Regenerated cellulose sponge as sacrificial template for the synthesis of three-dimensional porous alumina-silica scaffold for tissue engineering

Tissue engineering has emerged as a multidisciplinary field that aims to improve health and quality of life by restoring functions of tissues and organs. Cells and scaffolds are the two major components of tissue engineering. Scaffolds act as a support for cells, thus facilitating cell adhesion, proliferation, morphogenesis, differentiation, and extracellular matrix production. Since three-dimensional (3D) porous scaffolds can better simulate the native 3D architecture of in vivo systems than conventional 2D cultures, they are more appropriate to support tissue regeneration. This study aimed to use regenerated cellulose sponge (RCS) as sacrificial template for the synthesis of three-dimensional porous alumina-silica scaffold (ASS).
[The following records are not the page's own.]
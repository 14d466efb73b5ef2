// storefront/src/web/handlers/order_handlers.rs

use actix_web::{web, HttpResponse};
use serde::Deserialize;
use serde_json::json;
use tracing::{info, instrument, warn};
use uuid::Uuid;

use crate::errors::AppError;
use crate::models::order::short_id;
use crate::state::AppState;
use crate::validation;
use crate::web::extractors::AuthenticatedUser;

#[derive(Deserialize, Debug)]
pub struct OrderLookupRequest {
  pub phone: String,
}

/// Polled by the payment-pending page until the order settles.
#[instrument(name = "handler::get_order", skip(app_state, path), fields(order = %short_id(path.as_ref())))]
pub async fn get_order_handler(app_state: web::Data<AppState>, path: web::Path<Uuid>) -> Result<HttpResponse, AppError> {
  let order_id = path.into_inner();
  let order = app_state
    .store
    .get_order(order_id)
    .await?
    .ok_or_else(|| AppError::NotFound("Order not found".to_string()))?;
  Ok(HttpResponse::Ok().json(json!({ "success": true, "order": order })))
}

#[instrument(name = "handler::lookup_orders", skip(app_state, payload))]
pub async fn lookup_orders_handler(
  app_state: web::Data<AppState>,
  payload: web::Json<OrderLookupRequest>,
) -> Result<HttpResponse, AppError> {
  let phone = validation::checkout_phone(&payload.phone)?;
  let orders = app_state.store.orders_by_phone(&phone).await?;
  if orders.is_empty() {
    warn!(phone = %validation::mask_phone(&phone), "No orders for phone.");
  }
  info!(count = orders.len(), "Orders looked up by phone.");
  Ok(HttpResponse::Ok().json(json!({ "success": true, "orders": orders })))
}

#[instrument(name = "handler::my_orders", skip(app_state, user), fields(user_id = %user.user_id))]
pub async fn my_orders_handler(
  app_state: web::Data<AppState>,
  user: AuthenticatedUser,
) -> Result<HttpResponse, AppError> {
  let orders = app_state.store.orders_for_user(user.user_id).await?;
  Ok(HttpResponse::Ok().json(json!({ "success": true, "orders": orders })))
}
RCS was coated with boehmite-GPTS (3-glycidoxypropyltrimethoxysilane) solution and dried at 60 ? for 12 h. The coated RCS was converted into porous alumina-silica scaffold via thermal treatment at 500 ? for 4 h in air. The materials were characterized by Fourier transform-infrared (FT-IR), X-Ray diffraction (XRD), thermogravimetric analysis (TGA) aluminum-27 and silicon-29 nuclear magnetic resonance (NMR), scanning electron microscopy, and energy dispersive X-ray spectroscopy (SEM-EDS). The MTT metabolism assays were used to evaluate indirectly cytocompatibility and cell proliferation using MCT3T3-E1, HDFa and HaCaT cells. The biological in vitro assays demonstrated that only RCS exhibited toxicity toward HDFa cells, although this behavior has been shown questionable once other studies have reported the non-cytotoxic, mutagenic and genotoxic potential of RCS. We believe that tests including clonogenic and mutagenic assays should be performed using HDFa cells in contact with RCS-derived extract in order to further investigate this behavior. The sponge materials have demonstrated different growth rate and adhesion to three different cell lines evaluated. Therefore, the employed sacrificial template approach presents as a viable alternative to produce 3D scaffolds for tissue engineering.